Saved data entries
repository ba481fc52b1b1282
//! Attachment storage under the content root.
//!
//! Binary blobs (images and similar) are stored as
//! `files/{base}_{disambiguator}.{ext}` and referenced through a
//! root-relative public URL. The disambiguator makes collisions structurally
//! impossible rather than a runtime error class.

use std::error::Error as StdError;
use std::path::{Component, Path, PathBuf};

use bytes::Bytes;
use futures::{StreamExt, pin_mut, stream};
use slug::slugify;
use thiserror::Error;
use time::OffsetDateTime;
use tokio::{fs, io::AsyncWriteExt};

/// Attempts to find a free target when the default disambiguator races
/// another save of the same name within the same nanosecond.
const MAX_DISAMBIGUATION_ATTEMPTS: usize = 8;

/// Errors that can occur while interacting with attachment storage.
#[derive(Debug, Error)]
pub enum AttachmentError {
    #[error("invalid attachment path")]
    InvalidPath,
    #[error(transparent)]
    Io(#[from] std::io::Error),
    #[error("attachment payload stream failed")]
    PayloadStream {
        #[source]
        source: Box<dyn StdError + Send + Sync>,
    },
    #[error("attachment payload is empty")]
    EmptyPayload,
}

/// Filesystem-backed attachment storage rooted at the content root.
#[derive(Debug)]
pub struct AttachmentStore {
    root: PathBuf,
    public_prefix: String,
}

impl AttachmentStore {
    /// Initialise storage rooted at the provided directory, creating it if
    /// necessary. `public_prefix` is the root-relative URL segment under
    /// which the content root is served, e.g. `/posts`.
    pub fn new(root: PathBuf, public_prefix: impl Into<String>) -> Result<Self, std::io::Error> {
        std::fs::create_dir_all(&root)?;
        let mut public_prefix = public_prefix.into();
        while public_prefix.ends_with('/') {
            public_prefix.pop();
        }
        Ok(Self {
            root,
            public_prefix,
        })
    }

    /// Store a fully-buffered payload and return its public URL.
    pub async fn save(
        &self,
        data: Bytes,
        file_name: &str,
        disambiguator: Option<&str>,
    ) -> Result<String, AttachmentError> {
        let stream = stream::once(async move { Ok::<_, AttachmentError>(data) });
        self.save_stream(stream, file_name, disambiguator).await
    }

    /// Store a streamed payload and return its public URL.
    ///
    /// The payload is written to disk chunk by chunk; a failed or empty
    /// stream removes the partial file. The target is opened with
    /// `create_new`, so an existing file is never overwritten: with the
    /// default timestamp disambiguator a collision triggers a bounded retry
    /// with a fresh timestamp, while an explicitly supplied disambiguator
    /// that collides is a caller error and propagates as `Io`.
    pub async fn save_stream<S>(
        &self,
        stream: S,
        file_name: &str,
        disambiguator: Option<&str>,
    ) -> Result<String, AttachmentError>
    where
        S: futures::Stream<Item = Result<Bytes, AttachmentError>>,
    {
        let (relative, mut file) = self.create_target(file_name, disambiguator).await?;
        let absolute = self.resolve(&relative)?;

        let mut saw_payload = false;

        pin_mut!(stream);
        while let Some(chunk_result) = stream.next().await {
            let chunk = match chunk_result {
                Ok(chunk) => chunk,
                Err(err) => {
                    drop(file);
                    let _ = fs::remove_file(&absolute).await;
                    return Err(err);
                }
            };

            if chunk.is_empty() {
                continue;
            }

            saw_payload = true;
            file.write_all(&chunk).await?;
        }

        file.flush().await?;

        if !saw_payload {
            drop(file);
            let _ = fs::remove_file(&absolute).await;
            return Err(AttachmentError::EmptyPayload);
        }

        Ok(format!("{}/{relative}", self.public_prefix))
    }

    /// Read a stored attachment into memory. Accepts either the public URL
    /// returned by `save` or the bare root-relative path.
    pub async fn read(&self, reference: &str) -> Result<Bytes, AttachmentError> {
        let absolute = self.resolve(self.strip_prefix(reference))?;
        let data = fs::read(absolute).await?;
        Ok(Bytes::from(data))
    }

    /// Remove a stored attachment. Missing files are treated as success.
    pub async fn delete(&self, reference: &str) -> Result<(), AttachmentError> {
        let absolute = self.resolve(self.strip_prefix(reference))?;
        match fs::remove_file(&absolute).await {
            Ok(_) => Ok(()),
            Err(err) if err.kind() == std::io::ErrorKind::NotFound => Ok(()),
            Err(err) => Err(AttachmentError::Io(err)),
        }
    }

    async fn create_target(
        &self,
        file_name: &str,
        disambiguator: Option<&str>,
    ) -> Result<(String, fs::File), AttachmentError> {
        let mut attempts = 0;
        loop {
            let suffix = match disambiguator {
                Some(value) => value.to_string(),
                None => timestamp_disambiguator(),
            };
            let relative = build_relative_path(file_name, &suffix);
            let absolute = self.resolve(&relative)?;

            if let Some(parent) = absolute.parent() {
                fs::create_dir_all(parent).await?;
            }

            match fs::OpenOptions::new()
                .write(true)
                .create_new(true)
                .open(&absolute)
                .await
            {
                Ok(file) => return Ok((relative, file)),
                Err(err)
                    if err.kind() == std::io::ErrorKind::AlreadyExists
                        && disambiguator.is_none()
                        && attempts < MAX_DISAMBIGUATION_ATTEMPTS =>
                {
                    attempts += 1;
                }
                Err(err) => return Err(AttachmentError::Io(err)),
            }
        }
    }

    fn strip_prefix<'a>(&self, reference: &'a str) -> &'a str {
        reference
            .strip_prefix(&self.public_prefix)
            .map(|rest| rest.trim_start_matches('/'))
            .unwrap_or(reference)
    }

    /// Resolve the absolute filesystem path for a stored attachment,
    /// rejecting absolute and parent-traversing references.
    fn resolve(&self, relative: &str) -> Result<PathBuf, AttachmentError> {
        let relative = Path::new(relative);
        if relative.is_absolute()
            || relative
                .components()
                .any(|component| matches!(component, Component::ParentDir | Component::Prefix(_)))
        {
            return Err(AttachmentError::InvalidPath);
        }

        Ok(self.root.join(relative))
    }
}

fn build_relative_path(file_name: &str, disambiguator: &str) -> String {
    let path = Path::new(file_name);
    let stem = path
        .file_stem()
        .and_then(|value| value.to_str())
        .unwrap_or("attachment");
    let mut base = slugify(stem);
    if base.is_empty() {
        base = "attachment".to_string();
    }

    let extension = path
        .extension()
        .and_then(|value| value.to_str())
        .map(|value| value.trim_matches('.').to_ascii_lowercase())
        .filter(|value| !value.is_empty());

    match extension {
        Some(ext) => format!("files/{base}_{disambiguator}.{ext}"),
        None => format!("files/{base}_{disambiguator}"),
    }
}

fn timestamp_disambiguator() -> String {
    OffsetDateTime::now_utc().unix_timestamp_nanos().to_string()
}

#[cfg(test)]
mod tests {
    use super::*;

    #[test]
    fn relative_path_keeps_extension_and_slugs_base() {
        let relative = build_relative_path("Holiday Photo.JPG", "123");
        assert_eq!(relative, "files/holiday-photo_123.jpg");
    }

    #[test]
    fn relative_path_survives_missing_extension() {
        let relative = build_relative_path("notes", "7");
        assert_eq!(relative, "files/notes_7");
    }

    #[tokio::test]
    async fn traversal_references_are_rejected() {
        let dir = tempfile::tempdir().expect("tempdir");
        let store = AttachmentStore::new(dir.path().to_path_buf(), "/posts").expect("store");

        let err = store.read("../outside.txt").await.expect_err("traversal");
        assert!(matches!(err, AttachmentError::InvalidPath));
    }
}
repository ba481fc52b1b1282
pub mod attachments;
pub mod error;
pub mod telemetry;
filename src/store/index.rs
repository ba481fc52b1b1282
//! In-memory index over every persisted post.
//!
//! The index holds an immutable snapshot behind a lock that is only ever
//! taken long enough to clone or swap an `Arc`. Readers iterate their
//! snapshot without blocking writers; writers build a fresh sorted vector
//! and swap it in whole, so a half-updated collection is never observable.
//! Mutations assume exclusive access, which the content store guarantees by
//! holding its write gate across every read-modify-write sequence.

use std::sync::{Arc, RwLock};

use crate::domain::Post;

pub(crate) type Snapshot = Arc<Vec<Arc<Post>>>;

#[derive(Debug, Default)]
pub(crate) struct IndexCache {
    snapshot: RwLock<Snapshot>,
}

impl IndexCache {
    pub fn new() -> Self {
        Self::default()
    }

    /// Discard existing contents and rebuild from decoded posts. Used once
    /// at startup.
    pub fn load(&self, posts: Vec<Post>) {
        let mut entries: Vec<Arc<Post>> = posts.into_iter().map(Arc::new).collect();
        sort_newest_first(&mut entries);
        self.swap(entries);
    }

    /// Current snapshot, sorted by `pub_date` descending.
    pub fn snapshot(&self) -> Snapshot {
        self.snapshot.read().expect("index lock poisoned").clone()
    }

    /// Insert or replace by id, keeping the ordering invariant.
    pub fn upsert(&self, post: Post) {
        let current = self.snapshot();
        let mut entries: Vec<Arc<Post>> = current.iter().cloned().collect();
        match entries.iter().position(|entry| entry.matches_id(&post.id)) {
            Some(index) => entries[index] = Arc::new(post),
            None => entries.push(Arc::new(post)),
        }
        sort_newest_first(&mut entries);
        self.swap(entries);
    }

    /// Remove by id; absent ids are a no-op.
    pub fn remove(&self, id: &str) {
        let current = self.snapshot();
        let mut entries: Vec<Arc<Post>> = current.iter().cloned().collect();
        entries.retain(|entry| !entry.matches_id(id));
        self.swap(entries);
    }

    /// Filter the snapshot, then paginate. Never mutates the index.
    pub fn query<F>(&self, predicate: F, skip: usize, take: usize) -> Vec<Post>
    where
        F: Fn(&Post) -> bool,
    {
        self.snapshot()
            .iter()
            .filter(|entry| predicate(entry))
            .skip(skip)
            .take(take)
            .map(|entry| (**entry).clone())
            .collect()
    }

    fn swap(&self, entries: Vec<Arc<Post>>) {
        *self.snapshot.write().expect("index lock poisoned") = Arc::new(entries);
    }
}

// Stable sort: equal pub_dates keep their prior relative order.
fn sort_newest_first(entries: &mut [Arc<Post>]) {
    entries.sort_by(|left, right| right.pub_date.cmp(&left.pub_date));
}

#[cfg(test)]
mod tests {
    use time::macros::datetime;

    use super::*;

    fn post(id: &str, pub_date: time::OffsetDateTime) -> Post {
        let mut post = Post::draft(id, "body");
        post.id = id.to_string();
        post.pub_date = pub_date;
        post
    }

    #[test]
    fn load_sorts_newest_first() {
        let index = IndexCache::new();
        index.load(vec![
            post("old", datetime!(2026-01-01 00:00:00 UTC)),
            post("new", datetime!(2026-02-01 00:00:00 UTC)),
            post("mid", datetime!(2026-01-15 00:00:00 UTC)),
        ]);

        let ids: Vec<_> = index.snapshot().iter().map(|p| p.id.clone()).collect();
        assert_eq!(ids, ["new", "mid", "old"]);
    }

    #[test]
    fn upsert_replaces_in_place_and_reorders() {
        let index = IndexCache::new();
        index.load(vec![
            post("a", datetime!(2026-01-01 00:00:00 UTC)),
            post("b", datetime!(2026-02-01 00:00:00 UTC)),
        ]);

        let mut updated = post("a", datetime!(2026-03-01 00:00:00 UTC));
        updated.title = "promoted".to_string();
        index.upsert(updated);

        let snapshot = index.snapshot();
        assert_eq!(snapshot.len(), 2);
        assert_eq!(snapshot[0].id, "a");
        assert_eq!(snapshot[0].title, "promoted");
    }

    #[test]
    fn remove_is_a_no_op_when_absent() {
        let index = IndexCache::new();
        index.load(vec![post("a", datetime!(2026-01-01 00:00:00 UTC))]);

        index.remove("missing");
        assert_eq!(index.snapshot().len(), 1);

        index.remove("A");
        assert!(index.snapshot().is_empty());
    }

    #[test]
    fn query_applies_predicate_then_pagination() {
        let index = IndexCache::new();
        index.load(
            (0..5)
                .map(|day| {
                    post(
                        &format!("p{day}"),
                        datetime!(2026-01-01 00:00:00 UTC) + time::Duration::days(day),
                    )
                })
                .collect(),
        );

        let page = index.query(|_| true, 1, 2);
        let ids: Vec<_> = page.iter().map(|p| p.id.clone()).collect();
        assert_eq!(ids, ["p3", "p2"]);
    }

    #[test]
    fn readers_keep_their_snapshot_across_writes() {
        let index = IndexCache::new();
        index.load(vec![post("a", datetime!(2026-01-01 00:00:00 UTC))]);

        let before = index.snapshot();
        index.upsert(post("b", datetime!(2026-02-01 00:00:00 UTC)));

        assert_eq!(before.len(), 1);
        assert_eq!(index.snapshot().len(), 2);
    }
}
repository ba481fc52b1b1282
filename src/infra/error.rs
use thiserror::Error;

#[derive(Debug, Error)]
pub enum InfraError {
    #[error("io error: {0}")]
    Io(#[from] std::io::Error),
    #[error("telemetry initialization failed: {0}")]
    Telemetry(String),
    #[error("configuration error: {message}")]
    Configuration { message: String },
}

impl InfraError {
    pub fn configuration(message: impl Into<String>) -> Self {
        Self::Configuration {
            message: message.into(),
        }
    }

    pub fn telemetry(message: impl Into<String>) -> Self {
        Self::Telemetry(message.into())
    }
}
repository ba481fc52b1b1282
//! Deterministic slug derivation for post URLs.
//!
//! Bridges ASCII slugification (`slug` crate) with Chinese transliteration
//! (`pinyin` crate) so titles like “基线对齐” become `ji-xian-dui-qi`. The
//! store falls back to the post id when a title yields no usable characters,
//! so derivation failures never block a save.

use pinyin::{Pinyin, ToPinyin};
use slug::slugify;
use thiserror::Error;

/// Upper bound on derived slug length, in characters.
const MAX_SLUG_CHARS: usize = 80;

/// Errors that can occur while deriving a slug.
#[derive(Debug, Error, PartialEq, Eq)]
pub enum SlugError {
    #[error("slug source text is empty")]
    EmptyInput,
    #[error("failed to derive slug from `{input}`")]
    Unrepresentable { input: String },
}

/// Derive a slug from the provided human-readable text.
///
/// Lowercases, transliterates non-ASCII input, collapses runs of
/// non-alphanumeric characters into single hyphens, trims edge hyphens, and
/// caps the result at [`MAX_SLUG_CHARS`].
pub fn derive_slug(input: &str) -> Result<String, SlugError> {
    if input.trim().is_empty() {
        return Err(SlugError::EmptyInput);
    }

    let transliterated = transliterate_to_ascii(input);
    let candidate = slugify(&transliterated);

    if candidate.is_empty() {
        return Err(SlugError::Unrepresentable {
            input: input.to_string(),
        });
    }

    Ok(truncate_slug(candidate))
}

fn truncate_slug(slug: String) -> String {
    if slug.chars().count() <= MAX_SLUG_CHARS {
        return slug;
    }
    let capped: String = slug.chars().take(MAX_SLUG_CHARS).collect();
    capped.trim_end_matches('-').to_string()
}

fn transliterate_to_ascii(input: &str) -> String {
    let mut output = String::with_capacity(input.len());

    for ch in input.chars() {
        if ch.is_ascii() {
            output.push(ch);
            continue;
        }

        match ch.to_pinyin() {
            Some(py) => append_pinyin(&mut output, py),
            None if ch.is_whitespace() => output.push(' '),
            None => {
                // Preserve unhandled characters so slugify can decide how to filter them.
                output.push(ch);
            }
        }
    }

    output
}

fn append_pinyin(buffer: &mut String, pinyin: Pinyin) {
    if !buffer.is_empty() && !buffer.ends_with(' ') {
        buffer.push(' ');
    }
    buffer.push_str(pinyin.plain());
}
//! World Bank debarred firms: a client-rendered Kendo grid.
//!
//! The page filters its grid in the browser as text is typed, and gives no
//! "loading finished" signal. Completion is detected by polling until the
//! row count differs from the count seen before typing. When the filtered
//! count happens to equal that baseline the wait runs to its timeout and the
//! scrape comes back empty; this is a known limitation of the heuristic.
//!
//! Every scrape gets its own browser session, closed on every exit path.

use super::{element_text, SourceScraper};
use crate::config::{EngineConfig, WorldBankSettings};
use crate::error::{ScrapeError, ScrapeResult};
use crate::renderer::wait::wait_for;
use crate::renderer::{RenderContext, Renderer};
use crate::types::{DebarredFirmRecord, SearchRequest, SourceKind};
use async_trait::async_trait;
use scraper::{Html, Selector};
use std::sync::Arc;
use tracing::{debug, warn};

/// Cell positions inside a grid row.
///
/// Column 1 is a hidden, non-data column and is skipped.
struct GridColumns {
    firm_name: usize,
    address: usize,
    country: usize,
    from_date: usize,
    to_date: usize,
    grounds: usize,
}

const COLUMNS: GridColumns = GridColumns {
    firm_name: 0,
    address: 2,
    country: 3,
    from_date: 4,
    to_date: 5,
    grounds: 6,
};

impl GridColumns {
    fn min_cells(&self) -> usize {
        [
            self.firm_name,
            self.address,
            self.country,
            self.from_date,
            self.to_date,
            self.grounds,
        ]
        .into_iter()
        .max()
        .unwrap_or(0)
            + 1
    }
}

fn automation(context: &str) -> impl FnOnce(anyhow::Error) -> ScrapeError + '_ {
    move |e| ScrapeError::Automation(format!("{context}: {e:#}"))
}

/// Scraper for the World Bank debarment grid.
pub struct WorldBankScraper {
    renderer: Arc<dyn Renderer>,
    settings: WorldBankSettings,
}

impl WorldBankScraper {
    pub fn new(config: &EngineConfig, renderer: Arc<dyn Renderer>) -> Self {
        Self {
            renderer,
            settings: config.worldbank.clone(),
        }
    }

    /// Drive one page load, filter, and extraction inside an acquired session.
    async fn drive(
        &self,
        ctx: &mut dyn RenderContext,
        entity: &str,
    ) -> ScrapeResult<Vec<DebarredFirmRecord>> {
        let s = &self.settings;

        let nav = ctx
            .navigate(&s.landing_url, s.navigation_timeout_ms)
            .await
            .map_err(automation("failed to load landing page"))?;
        debug!("worldbank landing page {} loaded in {}ms", nav.final_url, nav.load_time_ms);

        let grid_selector = s.grid_selector.as_str();
        let row_selector = s.row_selector.as_str();

        {
            let view: &dyn RenderContext = &*ctx;
            wait_for("grid container", s.wait_timeout(), s.poll_interval(), move || async move {
                anyhow::Ok(view.count(grid_selector).await? > 0)
            })
            .await?;
        }

        let baseline = ctx
            .count(row_selector)
            .await
            .map_err(automation("failed to count grid rows"))?;
        debug!("worldbank grid ready with {baseline} rows before filtering");

        ctx.type_text(&s.filter_selector, entity)
            .await
            .map_err(automation("failed to type into filter field"))?;

        {
            let view: &dyn RenderContext = &*ctx;
            wait_for("grid row count to change", s.wait_timeout(), s.poll_interval(), move || async move {
                anyhow::Ok(view.count(row_selector).await? != baseline)
            })
            .await?;
        }

        let html = ctx
            .get_html()
            .await
            .map_err(automation("failed to read filtered grid"))?;

        parse_grid_rows(&html, &s.table_row_selector)
    }
}

#[async_trait]
impl SourceScraper<DebarredFirmRecord> for WorldBankScraper {
    fn kind(&self) -> SourceKind {
        SourceKind::WorldBank
    }

    async fn scrape(&self, request: &SearchRequest) -> ScrapeResult<Vec<DebarredFirmRecord>> {
        let mut ctx = self
            .renderer
            .new_context()
            .await
            .map_err(automation("failed to acquire browser session"))?;

        let outcome = self.drive(ctx.as_mut(), request.trimmed_entity()).await;

        if let Err(e) = ctx.close().await {
            warn!("failed to close browser session: {e:#}");
        }

        outcome
    }
}

/// Extract one record per grid row, by cell position.
///
/// Rows with too few cells (placeholder or "no records" rows) are skipped.
pub fn parse_grid_rows(html: &str, row_selector: &str) -> ScrapeResult<Vec<DebarredFirmRecord>> {
    let rows_sel = Selector::parse(row_selector)
        .map_err(|e| ScrapeError::Config(format!("invalid row selector {row_selector:?}: {e:?}")))?;
    let cell_sel = Selector::parse("td").expect("cell selector is valid");

    let document = Html::parse_document(html);
    let min_cells = COLUMNS.min_cells();

    let mut records = Vec::new();
    for (i, row) in document.select(&rows_sel).enumerate() {
        let cells: Vec<String> = row.select(&cell_sel).map(|td| element_text(&td)).collect();
        if cells.len() < min_cells {
            debug!("worldbank row {i} has {} cells, skipping", cells.len());
            continue;
        }
        records.push(DebarredFirmRecord {
            firm_name: cells[COLUMNS.firm_name].clone(),
            address: cells[COLUMNS.address].clone(),
            country: cells[COLUMNS.country].clone(),
            from_date: cells[COLUMNS.from_date].clone(),
            to_date: cells[COLUMNS.to_date].clone(),
            grounds: cells[COLUMNS.grounds].clone(),
        });
    }

    Ok(records)
}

Problem statement — Using the records given above, list every line that includes the word "capped".

Completed task —
    let capped: String = slug.chars().take(MAX_SLUG_CHARS).collect();
    capped.trim_end_matches('-').to_string()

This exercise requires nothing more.